START Extracted material

//! # Temporal Types — `MM/DD/YYYY` Calendar Dates
//!
//! Defines `ContractDate`, a calendar day that is parsed from and rendered
//! to exactly one textual form: two-digit month, two-digit day, four-digit
//! year, separated by `/`. Variants such as `1/2/2027` or `2027-01-02` are
//! **rejected at construction**; there is no lenient fallback.
//!
//! Also defines the [`Clock`] seam. Business rules that depend on "today"
//! (end dates in the past, the extension window, dispute timestamps) take a
//! clock rather than reading system time, so they can be exercised with a
//! [`FixedClock`].
//!
//! All comparisons are made at calendar-day granularity.

use chrono::{Datelike, Days, Months, NaiveDate, Utc};
use serde::{Deserialize, Deserializer, Serialize, Serializer};

use crate::error::DateError;

/// The `chrono` format string matching `MM/DD/YYYY`.
pub const DATE_FORMAT: &str = "%m/%d/%Y";

/// A calendar day rendered as `MM/DD/YYYY`.
#[derive(Debug, Clone, Copy, PartialEq, Eq, PartialOrd, Ord, Hash)]
pub struct ContractDate(NaiveDate);

impl ContractDate {
    /// Parse a `MM/DD/YYYY` string.
    ///
    /// # Errors
    ///
    /// - [`DateError::Malformed`] if the string is not two digits, `/`, two
    ///   digits, `/`, four digits.
    /// - [`DateError::NonexistentDay`] if the digits name no calendar day.
    pub fn parse(s: &str) -> Result<Self, DateError> {
        if !has_date_shape(s) {
            return Err(DateError::Malformed {
                value: s.to_string(),
            });
        }
        NaiveDate::parse_from_str(s, DATE_FORMAT)
            .map(Self)
            .map_err(|_| DateError::NonexistentDay {
                value: s.to_string(),
            })
    }

    /// Wrap an existing `NaiveDate`.
    pub fn from_naive(date: NaiveDate) -> Self {
        Self(date)
    }

    /// Build from year, month, day. Returns `None` for nonexistent days.
    pub fn from_ymd(year: i32, month: u32, day: u32) -> Option<Self> {
        NaiveDate::from_ymd_opt(year, month, day).map(Self)
    }

    /// Access the inner `NaiveDate`.
    pub fn as_naive(&self) -> &NaiveDate {
        &self.0
    }

    /// The same day `months` later. A day missing from the target month
    /// rolls forward into the next one (11/30 + 3 months is 03/02, 01/31 +
    /// 1 month is 03/03 in a common year). `None` on calendar overflow.
    pub fn add_months(&self, months: u32) -> Option<Self> {
        let first = self.0.with_day(1)?.checked_add_months(Months::new(months))?;
        first
            .checked_add_days(Days::new(u64::from(self.0.day() - 1)))
            .map(Self)
    }

    /// Render as `MM/DD/YYYY`.
    pub fn format(&self) -> String {
        self.0.format(DATE_FORMAT).to_string()
    }
}

impl std::fmt::Display for ContractDate {
    fn fmt(&self, f: &mut std::fmt::Formatter<'_>) -> std::fmt::Result {
        f.write_str(&self.format())
    }
}

impl std::str::FromStr for ContractDate {
    type Err = DateError;

    fn from_str(s: &str) -> Result<Self, Self::Err> {
        Self::parse(s)
    }
}

impl Serialize for ContractDate {
    fn serialize<S: Serializer>(&self, serializer: S) -> Result<S::Ok, S::Error> {
        serializer.serialize_str(&self.format())
    }
}

impl<'de> Deserialize<'de> for ContractDate {
    fn deserialize<D: Deserializer<'de>>(deserializer: D) -> Result<Self, D::Error> {
        let s = String::deserialize(deserializer)?;
        Self::parse(&s).map_err(serde::de::Error::custom)
    }
}

/// `NN/NN/NNNN` with ASCII digits.
fn has_date_shape(s: &str) -> bool {
    let bytes = s.as_bytes();
    bytes.len() == 10
        && bytes.iter().enumerate().all(|(i, b)| match i {
            2 | 5 => *b == b'/',
            _ => b.is_ascii_digit(),
        })
}

// ─── Clock ───────────────────────────────────────────────────────────

/// Source of the current calendar day.
pub trait Clock {
    /// Today's date.
    fn today(&self) -> ContractDate;
}

/// Today's UTC date from the system clock.
#[derive(Debug, Clone, Copy, Default)]
pub struct SystemClock;

impl Clock for SystemClock {
    fn today(&self) -> ContractDate {
        ContractDate(Utc::now().date_naive())
    }
}

/// A clock pinned to one day.
#[derive(Debug, Clone, Copy)]
pub struct FixedClock(pub ContractDate);

impl Clock for FixedClock {
    fn today(&self) -> ContractDate {
        self.0
    }
}

impl<C: Clock + ?Sized> Clock for &C {
    fn today(&self) -> ContractDate {
        (**self).today()
    }
}
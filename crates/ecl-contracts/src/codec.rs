//! Record encoding for the ledger: JSON with the verbatim field names of
//! [`Contract`].

use ecl_state::ContractStatus;

use crate::error::ContractError;
use crate::model::Contract;

/// Encode a contract for storage.
pub fn encode(contract: &Contract) -> Result<Vec<u8>, ContractError> {
    Ok(serde_json::to_vec(contract)?)
}

/// Decode the value stored under `key`.
///
/// # Errors
///
/// [`ContractError::Corrupt`] if the bytes are not a contract record.
pub fn decode(key: &str, bytes: &[u8]) -> Result<Contract, ContractError> {
    serde_json::from_slice(bytes).map_err(|e| ContractError::Corrupt {
        key: key.to_string(),
        reason: e.to_string(),
    })
}

/// Decode a record met during a full ledger scan.
///
/// A record whose `Status` is not a known status is read as Terminated, so
/// one such record does not make every scan fail. Any other defect is
/// reported as by [`decode`].
pub fn decode_scanned(key: &str, bytes: &[u8]) -> Result<Contract, ContractError> {
    let strict = match decode(key, bytes) {
        Ok(contract) => return Ok(contract),
        Err(e) => e,
    };
    let Ok(mut value) = serde_json::from_slice::<serde_json::Value>(bytes) else {
        return Err(strict);
    };
    let unknown = match value.get("Status").and_then(|s| s.as_str()) {
        Some(status) if ContractStatus::parse(status).is_none() => status.to_string(),
        _ => return Err(strict),
    };
    tracing::warn!(key, status = %unknown, "unrecognised contract status counted as Terminated");
    value["Status"] = ContractStatus::Terminated.as_str().into();
    serde_json::from_value(value).map_err(|_| strict)
}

END Extracted material

_Instructions to follow_
Show all lines above holding the word "ContractStatus".

_Written reply_
use ecl_state::ContractStatus;
        Some(status) if ContractStatus::parse(status).is_none() => status.to_string(),
    value["Status"] = ContractStatus::Terminated.as_str().into();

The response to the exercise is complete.